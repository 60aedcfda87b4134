use crate::error::{Result, StoryError};
use crate::story::{NodeId, Story, StoryNode};

/// The path from the root to the current node, root first.
///
/// Walks `parent_id` pointers upwards from the current node. A pointer that
/// does not resolve, or a chain longer than the node count (a cycle), is
/// reported as `BrokenChain` instead of being truncated.
pub fn project_path(story: &Story) -> Result<Vec<&StoryNode>> {
    path_to(story, &story.current_node_id)
}

/// The path from the root to `target`, root first.
pub fn path_to<'a>(story: &'a Story, target: &NodeId) -> Result<Vec<&'a StoryNode>> {
    let mut path = Vec::new();
    let mut cursor = story
        .get(target)
        .ok_or_else(|| StoryError::BrokenChain(target.clone()))?;

    loop {
        path.push(cursor);
        if path.len() > story.nodes.len() {
            return Err(StoryError::BrokenChain(cursor.id.clone()));
        }
        match &cursor.parent_id {
            None => break,
            Some(parent_id) => {
                cursor = story
                    .get(parent_id)
                    .ok_or_else(|| StoryError::BrokenChain(cursor.id.clone()))?;
            }
        }
    }

    if cursor.id != story.root_node_id {
        return Err(StoryError::BrokenChain(cursor.id.clone()));
    }

    path.reverse();
    Ok(path)
}

/// Check a story read back from storage: the root exists and has no parent,
/// the current node resolves, and every node chains back to the root.
pub fn check_tree(story: &Story) -> Result<()> {
    let root = story
        .root()
        .ok_or_else(|| StoryError::BrokenChain(story.root_node_id.clone()))?;
    if root.parent_id.is_some() {
        return Err(StoryError::BrokenChain(root.id.clone()));
    }
    for id in story.nodes.keys() {
        path_to(story, id)?;
    }
    project_path(story).map(|_| ())
}

/// Render a path as transcript entries: the chosen action, then the text.
pub fn transcript(path: &[&StoryNode]) -> Vec<String> {
    path.iter()
        .map(|node| match &node.choice_label {
            Some(choice) => format!("> {choice}\n{}", node.text),
            None => node.text.clone(),
        })
        .collect()
}

#[cfg(test)]
mod tests {
    use super::*;
    use crate::story::fixtures::story;

    fn branching() -> Story {
        story(&[
            ("root", None, None),
            ("a", Some("root"), Some("Open the door")),
            ("b", Some("root"), Some("Look around")),
            ("aa", Some("a"), Some("Climb the stairs")),
        ])
    }

    #[test]
    fn path_runs_from_root_to_current() {
        let mut story = branching();
        story.current_node_id = "aa".into();

        let ids: Vec<&str> = project_path(&story)
            .unwrap()
            .iter()
            .map(|n| n.id.0.as_str())
            .collect();
        assert_eq!(ids, vec!["root", "a", "aa"]);
    }

    #[test]
    fn path_length_is_depth_plus_one_for_every_node() {
        let mut story = branching();
        for (id, depth) in [("root", 0), ("a", 1), ("b", 1), ("aa", 2)] {
            story.current_node_id = id.into();
            let path = project_path(&story).unwrap();
            assert_eq!(path.len(), depth + 1);
            assert_eq!(path.first().unwrap().id, story.root_node_id);
            assert_eq!(path.last().unwrap().id, NodeId::from(id));
        }
    }

    #[test]
    fn dangling_parent_is_broken_chain() {
        let mut story = branching();
        story.nodes.get_mut(&NodeId::from("a")).unwrap().parent_id = Some("ghost".into());
        story.current_node_id = "aa".into();

        match project_path(&story) {
            Err(StoryError::BrokenChain(at)) => assert_eq!(at, NodeId::from("a")),
            other => panic!("expected BrokenChain, got {other:?}"),
        }
    }

    #[test]
    fn cycle_is_broken_chain_not_a_hang() {
        let mut story = branching();
        story.nodes.get_mut(&NodeId::from("a")).unwrap().parent_id = Some("aa".into());
        story.current_node_id = "aa".into();

        assert!(matches!(
            project_path(&story),
            Err(StoryError::BrokenChain(_))
        ));
    }

    #[test]
    fn sound_tree_passes_the_check() {
        let mut story = branching();
        story.current_node_id = "aa".into();
        assert!(check_tree(&story).is_ok());
    }

    #[test]
    fn root_with_a_parent_fails_the_check() {
        let mut story = branching();
        story.nodes.get_mut(&NodeId::from("root")).unwrap().parent_id = Some("a".into());

        match check_tree(&story) {
            Err(StoryError::BrokenChain(at)) => assert_eq!(at, NodeId::from("root")),
            other => panic!("expected BrokenChain, got {other:?}"),
        }
    }

    #[test]
    fn detached_branch_fails_the_check() {
        let mut story = branching();
        // The current node is fine, but "b" no longer reaches the root.
        story.nodes.get_mut(&NodeId::from("b")).unwrap().parent_id = Some("ghost".into());
        assert!(matches!(check_tree(&story), Err(StoryError::BrokenChain(_))));

        let mut story = branching();
        story.current_node_id = "ghost".into();
        assert!(matches!(check_tree(&story), Err(StoryError::BrokenChain(_))));
    }

    #[test]
    fn transcript_prefixes_choices() {
        let mut story = branching();
        story.current_node_id = "a".into();
        let path = project_path(&story).unwrap();

        assert_eq!(
            transcript(&path),
            vec![
                "text of root".to_string(),
                "> Open the door\ntext of a".to_string()
            ]
        );
    }
}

> **WHAT THIS TASK INVOLVES**: Restate the listing exactly, starting at its first line and ending at the line where "if path.len() >" occurs; include both and no other lines.

> **EXPECTED ANSWER**:
repository 60aedcfda87b4134
use crate::error::{Result, StoryError};
use crate::story::{NodeId, Story, StoryNode};

/// The path from the root to the current node, root first.
///
/// Walks `parent_id` pointers upwards from the current node. A pointer that
/// does not resolve, or a chain longer than the node count (a cycle), is
/// reported as `BrokenChain` instead of being truncated.
pub fn project_path(story: &Story) -> Result<Vec<&StoryNode>> {
    path_to(story, &story.current_node_id)
}

/// The path from the root to `target`, root first.
pub fn path_to<'a>(story: &'a Story, target: &NodeId) -> Result<Vec<&'a StoryNode>> {
    let mut path = Vec::new();
    let mut cursor = story
        .get(target)
        .ok_or_else(|| StoryError::BrokenChain(target.clone()))?;

    loop {
        path.push(cursor);
        if path.len() > story.nodes.len() {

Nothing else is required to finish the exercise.